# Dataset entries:
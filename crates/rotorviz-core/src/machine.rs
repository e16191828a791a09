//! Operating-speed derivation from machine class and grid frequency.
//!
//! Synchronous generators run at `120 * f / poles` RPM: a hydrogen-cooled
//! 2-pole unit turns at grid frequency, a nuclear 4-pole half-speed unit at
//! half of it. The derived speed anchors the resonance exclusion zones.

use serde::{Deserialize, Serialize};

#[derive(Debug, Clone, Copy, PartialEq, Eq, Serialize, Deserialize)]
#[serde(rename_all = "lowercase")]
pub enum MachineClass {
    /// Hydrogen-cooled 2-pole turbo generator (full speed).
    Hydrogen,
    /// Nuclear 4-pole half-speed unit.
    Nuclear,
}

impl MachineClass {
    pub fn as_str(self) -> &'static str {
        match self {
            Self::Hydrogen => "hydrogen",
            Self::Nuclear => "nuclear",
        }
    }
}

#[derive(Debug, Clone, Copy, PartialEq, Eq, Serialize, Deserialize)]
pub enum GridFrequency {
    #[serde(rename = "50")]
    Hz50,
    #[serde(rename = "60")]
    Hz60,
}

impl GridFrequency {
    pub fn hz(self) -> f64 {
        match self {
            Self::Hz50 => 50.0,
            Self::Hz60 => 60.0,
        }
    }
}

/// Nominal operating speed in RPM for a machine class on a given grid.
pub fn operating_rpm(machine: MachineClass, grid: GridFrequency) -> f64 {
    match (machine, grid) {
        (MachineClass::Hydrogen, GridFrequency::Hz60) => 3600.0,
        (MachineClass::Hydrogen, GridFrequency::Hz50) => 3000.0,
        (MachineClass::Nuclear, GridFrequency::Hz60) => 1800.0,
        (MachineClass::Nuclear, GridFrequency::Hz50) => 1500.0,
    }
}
---
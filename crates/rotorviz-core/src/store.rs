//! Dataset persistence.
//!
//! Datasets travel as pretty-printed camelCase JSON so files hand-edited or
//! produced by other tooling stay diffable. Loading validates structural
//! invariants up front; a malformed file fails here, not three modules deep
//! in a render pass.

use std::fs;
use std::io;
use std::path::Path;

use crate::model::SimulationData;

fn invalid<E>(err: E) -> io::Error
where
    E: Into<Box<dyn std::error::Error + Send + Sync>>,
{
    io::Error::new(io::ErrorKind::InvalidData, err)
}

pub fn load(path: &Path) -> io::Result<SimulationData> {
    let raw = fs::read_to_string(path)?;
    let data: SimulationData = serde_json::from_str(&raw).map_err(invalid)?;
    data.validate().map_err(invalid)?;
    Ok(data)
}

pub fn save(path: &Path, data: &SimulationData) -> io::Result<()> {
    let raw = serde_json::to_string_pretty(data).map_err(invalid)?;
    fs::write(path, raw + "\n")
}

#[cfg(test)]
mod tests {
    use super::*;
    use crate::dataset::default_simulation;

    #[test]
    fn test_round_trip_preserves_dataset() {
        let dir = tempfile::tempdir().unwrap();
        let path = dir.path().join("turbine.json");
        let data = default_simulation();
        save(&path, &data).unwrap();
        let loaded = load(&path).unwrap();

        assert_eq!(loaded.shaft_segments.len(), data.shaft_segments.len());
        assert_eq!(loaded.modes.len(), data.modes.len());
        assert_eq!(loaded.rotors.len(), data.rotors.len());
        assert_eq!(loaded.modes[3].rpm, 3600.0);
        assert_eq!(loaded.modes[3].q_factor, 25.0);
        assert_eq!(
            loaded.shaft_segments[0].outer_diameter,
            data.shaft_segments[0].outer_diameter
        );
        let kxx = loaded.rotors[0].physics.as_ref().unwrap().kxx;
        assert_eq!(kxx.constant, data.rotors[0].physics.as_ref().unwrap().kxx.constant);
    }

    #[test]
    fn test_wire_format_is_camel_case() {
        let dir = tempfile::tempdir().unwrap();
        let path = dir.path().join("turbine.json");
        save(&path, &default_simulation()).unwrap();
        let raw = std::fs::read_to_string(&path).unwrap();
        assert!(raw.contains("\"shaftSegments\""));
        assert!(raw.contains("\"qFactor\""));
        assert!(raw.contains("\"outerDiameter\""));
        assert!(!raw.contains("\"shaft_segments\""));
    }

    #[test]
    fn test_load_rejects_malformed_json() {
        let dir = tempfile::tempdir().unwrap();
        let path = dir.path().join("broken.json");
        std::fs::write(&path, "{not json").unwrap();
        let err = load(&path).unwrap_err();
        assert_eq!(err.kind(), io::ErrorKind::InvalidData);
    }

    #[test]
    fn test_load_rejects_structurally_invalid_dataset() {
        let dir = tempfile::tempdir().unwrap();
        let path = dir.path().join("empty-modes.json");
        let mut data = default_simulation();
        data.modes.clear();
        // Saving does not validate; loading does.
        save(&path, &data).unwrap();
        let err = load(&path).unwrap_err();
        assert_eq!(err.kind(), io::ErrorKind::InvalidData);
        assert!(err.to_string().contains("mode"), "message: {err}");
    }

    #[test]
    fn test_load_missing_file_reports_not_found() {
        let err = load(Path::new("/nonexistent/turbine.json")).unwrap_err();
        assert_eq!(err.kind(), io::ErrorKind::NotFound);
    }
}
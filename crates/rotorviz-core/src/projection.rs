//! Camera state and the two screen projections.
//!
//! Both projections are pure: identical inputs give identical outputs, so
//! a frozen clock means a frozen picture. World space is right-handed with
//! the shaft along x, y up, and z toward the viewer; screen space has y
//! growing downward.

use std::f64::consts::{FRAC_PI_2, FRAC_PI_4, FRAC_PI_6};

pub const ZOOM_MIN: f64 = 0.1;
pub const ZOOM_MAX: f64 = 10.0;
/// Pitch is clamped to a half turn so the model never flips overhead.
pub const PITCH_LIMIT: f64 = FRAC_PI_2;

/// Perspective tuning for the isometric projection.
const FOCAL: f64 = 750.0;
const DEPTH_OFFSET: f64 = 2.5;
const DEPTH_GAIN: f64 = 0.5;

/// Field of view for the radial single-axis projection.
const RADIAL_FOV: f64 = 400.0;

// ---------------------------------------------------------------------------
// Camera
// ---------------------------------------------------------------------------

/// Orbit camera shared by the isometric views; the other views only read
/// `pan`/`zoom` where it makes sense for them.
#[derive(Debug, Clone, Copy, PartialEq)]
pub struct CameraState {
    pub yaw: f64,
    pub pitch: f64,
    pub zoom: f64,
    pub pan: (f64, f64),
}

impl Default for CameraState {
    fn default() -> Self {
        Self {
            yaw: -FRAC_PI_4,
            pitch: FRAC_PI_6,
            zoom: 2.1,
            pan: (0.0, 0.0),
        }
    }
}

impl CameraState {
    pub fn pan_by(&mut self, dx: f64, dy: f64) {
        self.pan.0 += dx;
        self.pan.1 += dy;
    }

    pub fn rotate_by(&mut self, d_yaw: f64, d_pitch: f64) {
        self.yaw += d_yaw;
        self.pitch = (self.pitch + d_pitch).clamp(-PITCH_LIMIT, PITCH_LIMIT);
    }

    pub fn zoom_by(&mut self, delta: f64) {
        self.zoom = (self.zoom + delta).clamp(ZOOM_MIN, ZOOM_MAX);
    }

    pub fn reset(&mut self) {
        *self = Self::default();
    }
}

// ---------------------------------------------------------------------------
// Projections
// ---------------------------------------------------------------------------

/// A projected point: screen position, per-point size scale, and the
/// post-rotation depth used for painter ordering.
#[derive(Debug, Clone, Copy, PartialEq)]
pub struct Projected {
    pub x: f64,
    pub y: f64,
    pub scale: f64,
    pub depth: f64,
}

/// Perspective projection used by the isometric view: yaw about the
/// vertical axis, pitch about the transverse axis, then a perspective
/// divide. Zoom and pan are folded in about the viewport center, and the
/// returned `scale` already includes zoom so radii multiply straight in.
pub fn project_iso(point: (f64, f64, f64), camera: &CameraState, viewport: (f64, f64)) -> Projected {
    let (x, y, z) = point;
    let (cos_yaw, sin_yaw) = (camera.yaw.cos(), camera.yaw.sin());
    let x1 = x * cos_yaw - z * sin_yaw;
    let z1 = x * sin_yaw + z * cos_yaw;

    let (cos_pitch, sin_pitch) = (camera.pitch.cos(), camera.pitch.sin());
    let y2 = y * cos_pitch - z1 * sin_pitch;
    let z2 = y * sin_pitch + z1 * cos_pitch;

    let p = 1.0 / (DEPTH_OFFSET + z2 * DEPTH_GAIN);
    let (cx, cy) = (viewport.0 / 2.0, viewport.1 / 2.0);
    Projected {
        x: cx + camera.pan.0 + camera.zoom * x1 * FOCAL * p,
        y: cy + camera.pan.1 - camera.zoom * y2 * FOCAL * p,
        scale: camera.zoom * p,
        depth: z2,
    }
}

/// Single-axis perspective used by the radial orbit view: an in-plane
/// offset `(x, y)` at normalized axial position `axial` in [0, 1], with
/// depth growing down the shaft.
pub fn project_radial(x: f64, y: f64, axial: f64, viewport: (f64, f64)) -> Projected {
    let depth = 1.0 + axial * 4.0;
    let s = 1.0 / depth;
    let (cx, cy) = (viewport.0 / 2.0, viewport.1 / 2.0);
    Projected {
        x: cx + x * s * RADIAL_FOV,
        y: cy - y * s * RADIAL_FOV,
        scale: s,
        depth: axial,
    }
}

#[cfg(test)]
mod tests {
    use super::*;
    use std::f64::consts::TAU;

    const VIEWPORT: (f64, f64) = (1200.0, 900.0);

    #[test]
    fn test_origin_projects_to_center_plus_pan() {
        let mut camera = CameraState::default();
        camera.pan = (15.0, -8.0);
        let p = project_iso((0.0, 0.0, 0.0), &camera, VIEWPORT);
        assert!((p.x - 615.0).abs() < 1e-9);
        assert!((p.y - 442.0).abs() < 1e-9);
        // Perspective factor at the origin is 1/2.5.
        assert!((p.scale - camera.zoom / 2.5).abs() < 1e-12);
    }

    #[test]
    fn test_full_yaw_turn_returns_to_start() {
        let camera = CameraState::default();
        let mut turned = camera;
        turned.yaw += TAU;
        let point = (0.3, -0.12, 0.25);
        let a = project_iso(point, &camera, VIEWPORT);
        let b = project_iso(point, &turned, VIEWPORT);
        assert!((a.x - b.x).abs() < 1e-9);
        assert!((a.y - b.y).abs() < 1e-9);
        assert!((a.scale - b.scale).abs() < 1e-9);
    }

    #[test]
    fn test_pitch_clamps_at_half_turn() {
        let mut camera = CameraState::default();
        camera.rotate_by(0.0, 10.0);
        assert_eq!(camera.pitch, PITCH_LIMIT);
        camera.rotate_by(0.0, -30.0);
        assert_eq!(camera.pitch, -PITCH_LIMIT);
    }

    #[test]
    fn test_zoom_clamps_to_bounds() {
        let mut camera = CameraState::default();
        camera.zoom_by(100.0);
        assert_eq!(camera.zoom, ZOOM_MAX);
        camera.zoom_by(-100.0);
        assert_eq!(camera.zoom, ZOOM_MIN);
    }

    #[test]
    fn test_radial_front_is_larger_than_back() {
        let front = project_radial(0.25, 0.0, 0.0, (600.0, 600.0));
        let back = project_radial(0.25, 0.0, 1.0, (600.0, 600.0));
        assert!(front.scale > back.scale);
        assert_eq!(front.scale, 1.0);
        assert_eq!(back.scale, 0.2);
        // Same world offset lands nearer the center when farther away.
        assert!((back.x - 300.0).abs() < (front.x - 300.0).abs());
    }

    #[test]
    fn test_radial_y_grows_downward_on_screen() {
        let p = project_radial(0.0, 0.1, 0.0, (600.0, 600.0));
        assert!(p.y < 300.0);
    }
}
--
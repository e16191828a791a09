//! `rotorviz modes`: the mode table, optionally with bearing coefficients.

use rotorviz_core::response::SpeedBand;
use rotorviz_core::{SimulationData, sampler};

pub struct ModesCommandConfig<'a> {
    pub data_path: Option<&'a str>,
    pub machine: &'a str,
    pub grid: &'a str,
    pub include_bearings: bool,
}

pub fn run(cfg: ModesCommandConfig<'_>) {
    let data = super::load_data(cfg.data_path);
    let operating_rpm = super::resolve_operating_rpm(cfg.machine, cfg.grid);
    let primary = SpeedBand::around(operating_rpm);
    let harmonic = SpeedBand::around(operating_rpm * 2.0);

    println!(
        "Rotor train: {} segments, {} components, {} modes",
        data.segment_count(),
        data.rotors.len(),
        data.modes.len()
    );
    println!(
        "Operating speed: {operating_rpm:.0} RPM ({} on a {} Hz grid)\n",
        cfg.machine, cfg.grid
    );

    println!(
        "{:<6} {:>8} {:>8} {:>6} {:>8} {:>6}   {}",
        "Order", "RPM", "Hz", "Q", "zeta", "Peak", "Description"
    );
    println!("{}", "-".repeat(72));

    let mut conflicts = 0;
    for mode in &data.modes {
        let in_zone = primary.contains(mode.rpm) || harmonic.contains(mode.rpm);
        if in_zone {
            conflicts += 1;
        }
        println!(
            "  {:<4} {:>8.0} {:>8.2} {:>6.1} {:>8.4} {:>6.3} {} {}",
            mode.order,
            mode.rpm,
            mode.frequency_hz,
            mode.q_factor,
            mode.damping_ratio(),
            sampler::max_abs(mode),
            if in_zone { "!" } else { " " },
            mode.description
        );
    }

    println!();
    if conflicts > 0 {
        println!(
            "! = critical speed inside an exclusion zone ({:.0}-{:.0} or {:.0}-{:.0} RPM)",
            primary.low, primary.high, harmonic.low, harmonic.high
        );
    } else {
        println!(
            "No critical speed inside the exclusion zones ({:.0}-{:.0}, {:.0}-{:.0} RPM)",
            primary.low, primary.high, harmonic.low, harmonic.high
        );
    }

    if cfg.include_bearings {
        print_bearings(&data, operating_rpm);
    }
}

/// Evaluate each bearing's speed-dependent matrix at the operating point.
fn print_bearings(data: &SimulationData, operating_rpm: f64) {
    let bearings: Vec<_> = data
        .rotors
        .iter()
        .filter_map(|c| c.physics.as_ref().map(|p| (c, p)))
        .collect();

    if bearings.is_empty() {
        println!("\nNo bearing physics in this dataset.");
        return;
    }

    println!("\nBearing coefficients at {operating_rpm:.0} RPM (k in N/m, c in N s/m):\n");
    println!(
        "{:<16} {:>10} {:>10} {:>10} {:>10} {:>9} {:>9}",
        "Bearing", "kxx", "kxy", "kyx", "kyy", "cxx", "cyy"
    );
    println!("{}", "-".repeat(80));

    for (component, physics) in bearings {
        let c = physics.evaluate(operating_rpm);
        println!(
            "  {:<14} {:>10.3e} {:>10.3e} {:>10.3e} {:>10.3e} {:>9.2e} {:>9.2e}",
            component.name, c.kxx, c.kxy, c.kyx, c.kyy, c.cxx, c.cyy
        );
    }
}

# PROMPT:
For this task, write out exactly the lines of the entries above, starting at the line with "let a = project_iso(point, &camera, VIEWPORT);" and ending at the line with "camera.zoom_by(100.0);", both included, and no others.

# TASK RESULT:
        let a = project_iso(point, &camera, VIEWPORT);
        let b = project_iso(point, &turned, VIEWPORT);
        assert!((a.x - b.x).abs() < 1e-9);
        assert!((a.y - b.y).abs() < 1e-9);
        assert!((a.scale - b.scale).abs() < 1e-9);
    }

    #[test]
    fn test_pitch_clamps_at_half_turn() {
        let mut camera = CameraState::default();
        camera.rotate_by(0.0, 10.0);
        assert_eq!(camera.pitch, PITCH_LIMIT);
        camera.rotate_by(0.0, -30.0);
        assert_eq!(camera.pitch, -PITCH_LIMIT);
    }

    #[test]
    fn test_zoom_clamps_to_bounds() {
        let mut camera = CameraState::default();
        camera.zoom_by(100.0);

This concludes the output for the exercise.